The US National Institutes of Health (NIH) has finalised an agreement to licence 11 Covid-19 technologies to the Medicines Patent Pool (MPP) through the WHO’s Covid-19 Technology Access Pool (C-TAP).

The move was announced by the US Government during the second Global Covid-19 Summit.

The technologies include SARS-CoV-2 stabilised spike protein, early-stage vaccine and diagnostic candidates, and research tools to support the development of vaccines and therapeutics.

According to WHO, the list includes RNASEH-assisted detection assay for RNA, detection of SARS-CoV-2 and other RNA virus, and a high-throughput diagnostic test.

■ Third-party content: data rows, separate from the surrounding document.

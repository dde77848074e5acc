//! 图片处理流程 - 流程层
//!
//! 核心职责：定义"一张图"的完整处理流程
//!
//! 流程顺序：
//! 1. 读取图片并编码
//! 2. 请求推理接口（带重试）
//! 3. 解析回复中的 json 代码块
//!
//! 每一步的失败都转成失败记录返回，不向上抛错

use crate::models::{AnnotationRequest, ErrorKind, ErrorRecord, StoredEntry, WorkItem};
use crate::services::inference_client::{RequestClient, Transport};
use crate::services::ResponseParser;
use crate::utils::logging::truncate_text;
use crate::workflow::image_ctx::ImageCtx;
use std::fmt::Display;
use tracing::{debug, info, warn};

/// 单张图片的状态
///
/// `Pending -> InFlight -> {Completed, Failed}`，后两者都会落盘
#[derive(Debug, Clone, Copy, PartialEq, Eq)]
pub enum ItemState {
    Pending,
    InFlight,
    Completed,
    Failed(ErrorKind),
}

impl ItemState {
    /// 由落盘条目得到终态
    pub fn of(entry: &StoredEntry) -> Self {
        match entry.error_kind() {
            None => ItemState::Completed,
            Some(kind) => ItemState::Failed(kind),
        }
    }
}

impl Display for ItemState {
    fn fmt(&self, f: &mut std::fmt::Formatter<'_>) -> std::fmt::Result {
        match self {
            ItemState::Pending => f.write_str("待处理"),
            ItemState::InFlight => f.write_str("处理中"),
            ItemState::Completed => f.write_str("完成"),
            ItemState::Failed(kind) => write!(f, "失败({})", kind),
        }
    }
}

/// 图片处理流程
///
/// - 编排"读图 → 请求 → 解析"
/// - 不持有结果存储，不决定是否落盘
/// - 只依赖业务能力（services）
pub struct ImageFlow<T> {
    client: RequestClient<T>,
    instruction: String,
}

impl<T: Transport> ImageFlow<T> {
    pub fn new(client: RequestClient<T>, instruction: impl Into<String>) -> Self {
        Self {
            client,
            instruction: instruction.into(),
        }
    }

    pub fn client(&self) -> &RequestClient<T> {
        &self.client
    }

    /// 处理一张图片，返回需要写入结果文件的条目
    pub async fn run(&self, item: &WorkItem, ctx: &ImageCtx) -> StoredEntry {
        debug!("{} 状态: {} -> {}", ctx, ItemState::Pending, ItemState::InFlight);

        // ========== 1. 读取图片 ==========
        let bytes = match tokio::fs::read(&item.path).await {
            Ok(bytes) => bytes,
            Err(e) => {
                warn!("{} ⚠️ 读取图片失败 {}: {}", ctx, item.path.display(), e);
                return ErrorRecord::input(format!("读取图片失败 {}: {}", item.path.display(), e)).into();
            }
        };
        let request = AnnotationRequest::new(self.instruction.as_str(), item.mime_type(), &bytes);

        // ========== 2. 请求推理接口 ==========
        let raw = match self.client.request(&request, &ctx.to_string()).await {
            Ok(raw) => raw,
            Err(record) => {
                warn!("{} ❌ 请求失败: {}", ctx, record.message);
                return record.into();
            }
        };

        // ========== 3. 解析回复 ==========
        match ResponseParser::parse(&raw) {
            Ok(record) => {
                info!("{} ✓ 解析成功，共 {} 个群体", ctx, record.len());
                record.into()
            }
            Err(record) => {
                warn!(
                    "{} ⚠️ 解析失败: {} | 原文: {}",
                    ctx,
                    record.message,
                    truncate_text(&raw, 120)
                );
                record.into()
            }
        }
    }
}
//! 取值校验 / 规范化 - 业务能力层
//!
//! 在整个批次结束后对结果统一执行，不在逐张请求时进行。
//! quality / aesthetic 取值为 positive、normal、negative；
//! emotion 取值为八种情绪之一。

use crate::models::{AnnotationRecord, StoredEntry};
use crate::services::ResultStore;
use phf::{phf_map, phf_set};
use std::collections::{BTreeMap, BTreeSet};

/// quality / aesthetic 的合法取值
pub static RATINGS: phf::Set<&'static str> = phf_set! {
    "positive", "normal", "negative",
};

/// emotion 的合法取值
pub static EMOTIONS: phf::Set<&'static str> = phf_set! {
    "amusement", "excitement", "contentment", "awe",
    "disgust", "sadness", "fear", "neutral",
};

/// 模型常见的非标准情绪词 → 标准情绪
static EMOTION_ALIASES: phf::Map<&'static str, &'static str> = phf_map! {
    // 误用了评分词
    "normal" => "neutral",
    "negative" => "sadness",
    "positive" => "contentment",
    // 积极情绪
    "adventure" => "excitement",
    "inspiration" => "awe",
    "hope" => "contentment",
    "confidence" => "contentment",
    "curiosity" => "excitement",
    "interest" => "excitement",
    "comfort" => "contentment",
    "relaxation" => "contentment",
    "respect" => "awe",
    "nostalgia" => "contentment",
    // 消极情绪
    "anger" => "disgust",
    "disappointment" => "sadness",
    "unease" => "fear",
    "loneliness" => "sadness",
    "stress" => "fear",
    "frustration" => "disgust",
    "anxiety" => "fear",
    "confusion" => "neutral",
    "concern" => "fear",
};

/// 评估维度
#[derive(Debug, Clone, Copy, PartialEq, Eq, PartialOrd, Ord, Hash)]
pub enum Aspect {
    Quality,
    Aesthetic,
    Emotion,
}

impl Aspect {
    pub fn name(self) -> &'static str {
        match self {
            Aspect::Quality => "quality",
            Aspect::Aesthetic => "aesthetic",
            Aspect::Emotion => "emotion",
        }
    }

    fn is_valid(self, value: &str) -> bool {
        match self {
            Aspect::Quality | Aspect::Aesthetic => RATINGS.contains(value),
            Aspect::Emotion => EMOTIONS.contains(value),
        }
    }
}

/// 校验报告
#[derive(Debug, Default, Clone, PartialEq, Eq)]
pub struct ValidationReport {
    /// 每个维度出现过的非法取值
    pub invalid_values: BTreeMap<Aspect, BTreeSet<String>>,
    /// 含非法取值的图片
    pub affected_images: BTreeSet<String>,
    /// 检查过的成功记录数
    pub checked: usize,
}

impl ValidationReport {
    pub fn is_clean(&self) -> bool {
        self.affected_images.is_empty()
    }
}

/// 检查所有成功记录的取值
pub fn validate(store: &ResultStore) -> ValidationReport {
    let mut report = ValidationReport::default();

    for (id, entry) in store.entries() {
        let StoredEntry::Success(record) = entry else {
            continue;
        };
        report.checked += 1;

        for (_, assessment) in record.iter() {
            let fields = [
                (Aspect::Quality, &assessment.quality),
                (Aspect::Aesthetic, &assessment.aesthetic),
                (Aspect::Emotion, &assessment.emotion),
            ];
            for (aspect, value) in fields {
                if !aspect.is_valid(value) {
                    report
                        .invalid_values
                        .entry(aspect)
                        .or_default()
                        .insert(value.clone());
                    report.affected_images.insert(id.clone());
                }
            }
        }
    }

    report
}

/// 规范化一条记录，返回修改过的字段数
///
/// 去掉首尾空白并转小写；emotion 再按别名表映射
pub fn normalize_record(record: &mut AnnotationRecord) -> usize {
    let mut changed = 0;
    for (_, assessment) in record.iter_mut() {
        changed += normalize_value(&mut assessment.quality, None);
        changed += normalize_value(&mut assessment.aesthetic, None);
        changed += normalize_value(&mut assessment.emotion, Some(&EMOTION_ALIASES));
    }
    changed
}

fn normalize_value(value: &mut String, aliases: Option<&phf::Map<&'static str, &'static str>>) -> usize {
    let mut normalized = value.trim().to_lowercase();
    if let Some(target) = aliases.and_then(|map| map.get(normalized.as_str())) {
        normalized = (*target).to_string();
    }
    if normalized == *value {
        0
    } else {
        *value = normalized;
        1
    }
}

/// 规范化整个存储，返回修改过的字段数
pub fn normalize_store(store: &mut ResultStore) -> usize {
    store
        .entries_mut()
        .values_mut()
        .map(|entry| match entry {
            StoredEntry::Success(record) => normalize_record(record),
            StoredEntry::Failure(_) => 0,
        })
        .sum()
}

#[cfg(test)]
mod tests {
    use super::*;
    use crate::models::{Assessment, ErrorRecord, Subgroup};

    fn record(quality: &str, aesthetic: &str, emotion: &str) -> AnnotationRecord {
        let mut record = AnnotationRecord::new();
        record.insert(
            Subgroup::Female,
            Assessment {
                quality: quality.to_string(),
                aesthetic: aesthetic.to_string(),
                emotion: emotion.to_string(),
            },
        );
        record
    }

    #[test]
    fn test_validate_reports_invalid_values() {
        let mut store = ResultStore::empty("unused.json");
        store.put("a.jpg", record("positive", "normal", "awe"));
        store.put("b.jpg", record("great", "normal", "hope"));
        store.put("c.jpg", ErrorRecord::transport("timeout"));

        let report = validate(&store);
        assert_eq!(report.checked, 2);
        assert!(!report.is_clean());
        assert_eq!(report.affected_images.len(), 1);
        assert!(report.invalid_values[&Aspect::Quality].contains("great"));
        assert!(report.invalid_values[&Aspect::Emotion].contains("hope"));
        assert!(!report.invalid_values.contains_key(&Aspect::Aesthetic));
    }

    #[test]
    fn test_normalize_maps_aliases_and_case() {
        let mut rec = record(" Positive ", "NORMAL", "Anxiety");
        let changed = normalize_record(&mut rec);

        let assessment = rec.get(Subgroup::Female).unwrap();
        assert_eq!(changed, 3);
        assert_eq!(assessment.quality, "positive");
        assert_eq!(assessment.aesthetic, "normal");
        assert_eq!(assessment.emotion, "fear");
    }

    #[test]
    fn test_normalize_then_validate_is_clean() {
        let mut store = ResultStore::empty("unused.json");
        store.put("a.jpg", record("positive", "negative", "nostalgia"));
        store.put("b.jpg", record("normal", "normal", "normal"));

        assert!(!validate(&store).is_clean());
        assert_eq!(normalize_store(&mut store), 2);
        assert!(validate(&store).is_clean());
        // 再次规范化不会改动
        assert_eq!(normalize_store(&mut store), 0);
    }

    #[test]
    fn test_rating_words_are_not_remapped() {
        let mut rec = record("negative", "positive", "sadness");
        assert_eq!(normalize_record(&mut rec), 0);
    }
}
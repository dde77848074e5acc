//! 语料遍历服务 - 业务能力层
//!
//! 只负责"按确定顺序列出所有图片"，不关心处理流程。
//! 组目录按名称排序，组内文件按名称排序，同一语料多次运行得到相同顺序。

use crate::config::ReprocessPolicy;
use crate::error::EnumerationError;
use crate::models::{WorkGroup, WorkItem};
use crate::services::ResultStore;
use std::collections::HashMap;
use std::path::{Path, PathBuf};
use tracing::{debug, warn};
use walkdir::WalkDir;

/// 语料遍历器
pub struct CorpusWalker {
    root: PathBuf,
    extensions: Vec<String>,
    recursive: bool,
}

impl CorpusWalker {
    /// 创建遍历器，扩展名不区分大小写、可带或不带前导点
    pub fn new(root: impl Into<PathBuf>, extensions: &[String], recursive: bool) -> Self {
        Self {
            root: root.into(),
            extensions: extensions
                .iter()
                .map(|e| e.trim_start_matches('.').to_ascii_lowercase())
                .collect(),
            recursive,
        }
    }

    /// 列出所有组及其图片
    ///
    /// 根目录不可读时报错；空语料返回空列表
    pub fn enumerate(&self) -> Result<Vec<WorkGroup>, EnumerationError> {
        if !self.root.exists() {
            return Err(EnumerationError::RootNotFound {
                path: self.root.clone(),
            });
        }
        if !self.root.is_dir() {
            return Err(EnumerationError::NotADirectory {
                path: self.root.clone(),
            });
        }

        let group_dirs: Vec<(String, PathBuf)> = read_dir_sorted(&self.root)?
            .into_iter()
            .filter(|(_, path)| path.is_dir())
            .collect();

        let mut groups = Vec::with_capacity(group_dirs.len());
        for (name, dir) in group_dirs {
            let items = if self.recursive {
                self.collect_recursive(&name, &dir)?
            } else {
                self.collect_flat(&name, &dir)?
            };
            debug!("组 {}: {} 张图片", name, items.len());
            groups.push(WorkGroup { name, items });
        }

        warn_duplicate_names(&groups);
        Ok(groups)
    }

    /// 组目录下一层的图片
    fn collect_flat(&self, group: &str, dir: &Path) -> Result<Vec<WorkItem>, EnumerationError> {
        let files: Vec<(String, PathBuf)> = read_dir_sorted(dir)?
            .into_iter()
            .filter(|(name, path)| path.is_file() && self.is_image(name))
            .collect();

        Ok(files
            .into_iter()
            .map(|(name, path)| WorkItem::new(group, name, absolute(path)))
            .collect())
    }

    /// 组目录下所有层级的图片，每层按名称排序
    fn collect_recursive(&self, group: &str, dir: &Path) -> Result<Vec<WorkItem>, EnumerationError> {
        let mut items = Vec::new();
        for entry in WalkDir::new(dir).min_depth(1).sort_by_file_name() {
            let entry = entry?;
            if !entry.file_type().is_file() {
                continue;
            }
            let name = entry.file_name().to_string_lossy().to_string();
            if self.is_image(&name) {
                items.push(WorkItem::new(group, name, absolute(entry.into_path())));
            }
        }
        Ok(items)
    }

    fn is_image(&self, file_name: &str) -> bool {
        Path::new(file_name)
            .extension()
            .and_then(|s| s.to_str())
            .map(|ext| {
                let ext = ext.to_ascii_lowercase();
                self.extensions.iter().any(|e| *e == ext)
            })
            .unwrap_or(false)
    }
}

/// 过滤出需要处理的图片（保持原有顺序）
pub fn pending_items<'a>(
    groups: &'a [WorkGroup],
    store: &ResultStore,
    policy: &ReprocessPolicy,
) -> Vec<&'a WorkItem> {
    groups
        .iter()
        .flat_map(|g| g.items.iter())
        .filter(|item| store.needs_processing(item.id(), policy))
        .collect()
}

/// 目录下的条目，按名称排序
fn read_dir_sorted(dir: &Path) -> Result<Vec<(String, PathBuf)>, EnumerationError> {
    let read_err = |source| EnumerationError::ReadDir {
        path: dir.to_path_buf(),
        source,
    };

    let mut entries = Vec::new();
    for entry in std::fs::read_dir(dir).map_err(read_err)? {
        let entry = entry.map_err(read_err)?;
        let name = entry.file_name().to_string_lossy().to_string();
        entries.push((name, entry.path()));
    }
    entries.sort_by(|a, b| a.0.cmp(&b.0));
    Ok(entries)
}

fn absolute(path: PathBuf) -> PathBuf {
    std::path::absolute(&path).unwrap_or(path)
}

/// 结果文件以文件名为键，不同组的同名文件会互相覆盖
fn warn_duplicate_names(groups: &[WorkGroup]) {
    let mut seen: HashMap<&str, &str> = HashMap::new();
    for group in groups {
        for item in &group.items {
            if let Some(first) = seen.insert(item.id(), &group.name) {
                warn!(
                    "⚠️ 文件名重复: {} 同时出现在组 {} 和 {}，结果将互相覆盖",
                    item.id(),
                    first,
                    group.name
                );
            }
        }
    }
}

The global and non-exclusive licences will help manufacturers to collaborate with MPP and C-TAP to use the technologies to make Covid-19 diagnosis and treatment available for people living in low- and middle-income countries.

WHO director-general Dr Tedros Adhanom Ghebreyesus said: “I welcome the generous contribution NIH has made to C-TAP and its example of solidarity and sharing.

“Whether it’s today’s pandemic or tomorrow’s health emergency, it’s through sharing and empowering lower-income countries to manufacture their own health tools that we can ensure a healthier future for everyone.”

NIH acting director Lawrence A Tabak said: “NIH scientists have developed innovative Covid-19 research tools, vaccines and diagnostics. While NIH cannot commercialise these early-stage technologies, we can share our knowledge wherever feasible to support our global partners.”

In 2020, WHO launched C-TAP to support swift, equitable and affordable access to Covid-19 health products. MPP holds the licences of the products.

Last year, C-TAP and MPP finalised a licencing agreement with the Spanish National Research Council (CSIC) for its Covid-19 serological antibody test.